Watch the full clip here [skip ahead to 12:11 mark for egg freezing discussion] or read Dr. McCarthy-Keith’s quotes below.

“We do have a timeline with our fertility that is different than men. So, men make brand new sperm about every 72 days, and they usually do that until they’re 50, 60, sometimes 70.”

“For ladies, it’s the opposite. We have more eggs before we’re even born. Halfway through pregnancy when we’re about 5 months of gestation, we have six to seven million eggs in our little fetal ovaries. By the time we’re born, we have about one million left. From that birth point on, egg count starts to go down. By the time we’re in puberty, we have about 450,000 eggs left. The reason that the egg count is changing is because there is a whole wave of eggs that develop every cycle. It’s not that you lose one egg a month.”

“Every month, there’s a crop of eggs that start to grow. One goes on and ovulates and the rest just fall back, so you lose lots of eggs monthly and that starts in puberty. Regardless of whether you’re on birth control, pregnant, breastfeeding, anything, every month there’s a wave of eggs that we are losing. Once you get to your mid-30s, that decline picks up and becomes steeper toward 40, and then in menopause when your egg supply is depleted and there are no more eggs developing.”

“Our timeline is very important to think about. Egg freezing is a way for women to capitalize on that. You may not be ready professionally, you may be single, not ready to have a baby just yet, but if you collect and freeze your eggs at a younger age, those eggs are locked into that age.
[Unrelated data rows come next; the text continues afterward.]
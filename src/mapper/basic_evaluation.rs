//! Basic evaluation mapper (table LIKES)
//!
//! Keys come from the database (generated on insert), not from a sequence.

use std::sync::Arc;
use chrono::NaiveDate;
use rusqlite::{params, Connection, OptionalExtension};
use crate::domain::{persisted_id, BasicEvaluation, Evaluation, Restaurant, Shared};
use crate::storage::{ConnectionProvider, KeyStrategy};
use crate::{Error, Result};
use super::{
    column_error, delete_returning_keys, from_flag, to_flag, trace_failure, IdentityMap, Late,
    Mapper, RestaurantMapper,
};

const SELECT_LIKE: &str = "SELECT numero, date_eval, appreciation, adresse_ip, fk_rest FROM LIKES";
const KEYS: KeyStrategy = KeyStrategy::Generated;

struct LikeRow {
    id: i64,
    visit_date: NaiveDate,
    like: bool,
    ip_address: String,
    restaurant_id: i64,
}

impl LikeRow {
    fn into_entity(self, restaurant: &Shared<Restaurant>) -> BasicEvaluation {
        let mut evaluation = BasicEvaluation::new(self.visit_date, restaurant, self.like, self.ip_address);
        evaluation.id = Some(self.id);
        evaluation
    }
}

pub struct BasicEvaluationMapper {
    db: Arc<ConnectionProvider>,
    cache: IdentityMap<BasicEvaluation>,
    restaurants: Late<RestaurantMapper>,
}

impl BasicEvaluationMapper {
    pub fn new(db: Arc<ConnectionProvider>) -> Self {
        Self {
            db,
            cache: IdentityMap::new(),
            restaurants: Late::new("Restaurant"),
        }
    }

    pub(crate) fn bind_restaurants(&self, restaurants: &Arc<RestaurantMapper>) {
        self.restaurants.bind(restaurants);
    }

    pub fn find_by_id_with(&self, conn: &Connection, id: i64) -> Result<Option<Shared<BasicEvaluation>>> {
        if let Some(evaluation) = self.cache.get(id) {
            return Ok(Some(evaluation));
        }
        let row = conn
            .query_row(&format!("{} WHERE numero = ?1", SELECT_LIKE), [id], row_to_like)
            .optional()?;
        match row {
            Some(row) => self.resolve(conn, row).map(Some),
            None => Ok(None),
        }
    }

    /// All votes on a restaurant, oldest first
    pub fn find_by_restaurant(&self, restaurant: &Shared<Restaurant>) -> Result<Vec<Shared<BasicEvaluation>>> {
        let restaurant_id = persisted_id(restaurant)?;
        let conn = self.db.connection()?;
        let canonical = self
            .restaurants
            .get()?
            .find_by_id_with(&conn, restaurant_id)?
            .ok_or(Error::NotPersisted("Restaurant"))?;
        self.find_by_restaurant_with(&conn, &canonical, restaurant_id)
    }

    /// Number of likes (`like == true`) or dislikes on a restaurant
    pub fn count_by_appreciation(&self, restaurant: &Shared<Restaurant>, like: bool) -> Result<usize> {
        let restaurant_id = persisted_id(restaurant)?;
        let conn = self.db.connection()?;
        let count: i64 = conn.query_row(
            "SELECT COUNT(*) FROM LIKES WHERE fk_rest = ?1 AND appreciation = ?2",
            params![restaurant_id, to_flag(like)],
            |row| row.get(0),
        )?;
        Ok(count as usize)
    }

    /// Load the votes of a restaurant that is being hydrated.
    ///
    /// `restaurant` becomes the owner of every vote not yet cached.
    pub(crate) fn find_by_restaurant_with(
        &self,
        conn: &Connection,
        restaurant: &Shared<Restaurant>,
        restaurant_id: i64,
    ) -> Result<Vec<Shared<BasicEvaluation>>> {
        let mut stmt = conn.prepare(&format!("{} WHERE fk_rest = ?1 ORDER BY numero", SELECT_LIKE))?;
        let rows = stmt
            .query_map([restaurant_id], row_to_like)?
            .collect::<rusqlite::Result<Vec<_>>>()?;

        Ok(rows
            .into_iter()
            .map(|row| {
                let id = row.id;
                match self.cache.get(id) {
                    Some(cached) => cached,
                    None => self.cache.load(id, row.into_entity(restaurant)),
                }
            })
            .collect())
    }

    /// Resolve the owning restaurant of a row loaded on its own
    fn resolve(&self, conn: &Connection, row: LikeRow) -> Result<Shared<BasicEvaluation>> {
        let restaurant = self
            .restaurants
            .get()?
            .find_by_id_with(conn, row.restaurant_id)?
            .ok_or(Error::DanglingReference {
                entity: "BasicEvaluation",
                id: row.id,
                target: "Restaurant",
                target_id: row.restaurant_id,
            })?;
        // Hydrating the restaurant usually loaded this vote already
        if let Some(cached) = self.cache.get(row.id) {
            return Ok(cached);
        }
        let id = row.id;
        let evaluation = self.cache.load(id, row.into_entity(&restaurant));
        restaurant.write().attach_evaluation(Evaluation::Basic(evaluation.clone()));
        Ok(evaluation)
    }

    pub(crate) fn delete_by_restaurant_with(&self, conn: &Connection, restaurant_id: i64) -> Result<Vec<i64>> {
        delete_returning_keys(conn, "DELETE FROM LIKES WHERE fk_rest = ?1 RETURNING numero", restaurant_id)
    }

    /// Evict a deleted vote and detach it from its restaurant
    pub(crate) fn forget(&self, id: i64) {
        if let Some(evaluation) = self.cache.remove(id) {
            let owner = evaluation.read().restaurant();
            if let Some(restaurant) = owner {
                restaurant.write().remove_evaluation(&Evaluation::Basic(evaluation));
            }
        }
    }

    /// Evict votes whose restaurant is no longer alive
    pub(crate) fn evict_orphans(&self) -> Vec<i64> {
        self.cache.evict_where(|e| e.restaurant().is_none())
    }

    pub(crate) fn forget_all(&self, ids: &[i64]) {
        for id in ids {
            self.forget(*id);
        }
    }
}

impl Mapper for BasicEvaluationMapper {
    type Entity = BasicEvaluation;

    fn find_by_id(&self, id: i64) -> Result<Option<Shared<BasicEvaluation>>> {
        let conn = self.db.connection()?;
        self.find_by_id_with(&conn, id)
    }

    fn find_all(&self) -> Result<Vec<Shared<BasicEvaluation>>> {
        let conn = self.db.connection()?;
        let rows = {
            let mut stmt = conn.prepare(&format!("{} ORDER BY numero", SELECT_LIKE))?;
            stmt.query_map([], row_to_like)?
                .collect::<rusqlite::Result<Vec<_>>>()?
        };
        rows.into_iter().map(|row| self.resolve(&conn, row)).collect()
    }

    fn create(&self, entity: &Shared<BasicEvaluation>) -> Result<Shared<BasicEvaluation>> {
        let snapshot = entity.read().clone();
        if snapshot.id.is_some() {
            return Ok(entity.clone());
        }
        let owner = snapshot.restaurant().ok_or(Error::NotPersisted("Restaurant"));
        let restaurant = trace_failure("create", "BasicEvaluation", None, owner)?;
        let restaurant_id = trace_failure("create", "BasicEvaluation", None, persisted_id(&restaurant))?;

        let result = self.db.in_transaction(|tx| {
            let allocated = KEYS.allocate(tx)?;
            tx.execute(
                r#"
                INSERT INTO LIKES (numero, date_eval, appreciation, adresse_ip, fk_rest)
                VALUES (?1, ?2, ?3, ?4, ?5)
                "#,
                params![
                    allocated,
                    snapshot.visit_date,
                    to_flag(snapshot.like),
                    snapshot.ip_address,
                    restaurant_id,
                ],
            )?;
            Ok(KEYS.resolve(tx, allocated))
        });

        let id = trace_failure("create", "BasicEvaluation", None, result)?;
        entity.write().id = Some(id);
        let cached = self.cache.put(id, entity);
        restaurant.write().attach_evaluation(Evaluation::Basic(cached.clone()));
        tracing::info!(
            "Created {} #{} on restaurant #{}",
            if snapshot.like { "like" } else { "dislike" },
            id,
            restaurant_id
        );
        Ok(cached)
    }

    fn update(&self, entity: &Shared<BasicEvaluation>) -> Result<bool> {
        let snapshot = entity.read().clone();
        let Some(id) = snapshot.id else {
            return Ok(false);
        };
        let owner = snapshot.restaurant().ok_or(Error::NotPersisted("Restaurant"));
        let restaurant = trace_failure("update", "BasicEvaluation", Some(id), owner)?;
        let restaurant_id = trace_failure("update", "BasicEvaluation", Some(id), persisted_id(&restaurant))?;
        let previous_owner = self.cache.get(id).and_then(|e| e.read().restaurant());

        let result = self.db.in_transaction(|tx| {
            Ok(tx.execute(
                r#"
                UPDATE LIKES SET date_eval = ?1, appreciation = ?2, adresse_ip = ?3, fk_rest = ?4
                WHERE numero = ?5
                "#,
                params![
                    snapshot.visit_date,
                    to_flag(snapshot.like),
                    snapshot.ip_address,
                    restaurant_id,
                    id,
                ],
            )?)
        });

        if trace_failure("update", "BasicEvaluation", Some(id), result)? == 0 {
            return Ok(false);
        }
        let cached = Evaluation::Basic(self.cache.put(id, entity));
        if let Some(previous) = previous_owner {
            if !Arc::ptr_eq(&previous, &restaurant) {
                previous.write().remove_evaluation(&cached);
            }
        }
        restaurant.write().attach_evaluation(cached);
        Ok(true)
    }

    fn delete_by_id(&self, id: i64) -> Result<bool> {
        let result = self
            .db
            .in_transaction(|tx| Ok(tx.execute("DELETE FROM LIKES WHERE numero = ?1", [id])?));

        let deleted = trace_failure("delete", "BasicEvaluation", Some(id), result)?;
        self.forget(id);
        Ok(deleted > 0)
    }

    fn identity_map(&self) -> &IdentityMap<BasicEvaluation> {
        &self.cache
    }
}

fn row_to_like(row: &rusqlite::Row) -> rusqlite::Result<LikeRow> {
    let flag: String = row.get(2)?;
    let like = from_flag("appreciation", &flag).map_err(|e| column_error(2, e))?;

    Ok(LikeRow {
        id: row.get(0)?,
        visit_date: row.get(1)?,
        like,
        ip_address: row.get(3)?,
        restaurant_id: row.get(4)?,
    })
}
If you freeze your eggs at 30, you can come back at 40 or 45. If you thaw those eggs and fertilize them, your chance of getting pregnant is based on the age when you froze them, not the age when you use them.”

Thousands of women have decided to freeze their eggs, giving them the power to have children when the timing is right, not when their biological clock dictates they should have them. Given the advances made in egg freezing technology, Shady Grove Fertility has seen an 83% growth in their egg freezing program since 2013, and numbers of women choosing this viable option continue to rise. The popularity of egg freezing at SGF is largely contributed to continuous innovation that is increasing success rates; transparent, published success rates; and a variety of affordable financial programs.

To learn more about egg freezing or to schedule an appointment with Dr. McCarthy-Keith or another SGF physician, please contact the SGF New Patient Center at 1-877-411-9292 or complete this brief online form.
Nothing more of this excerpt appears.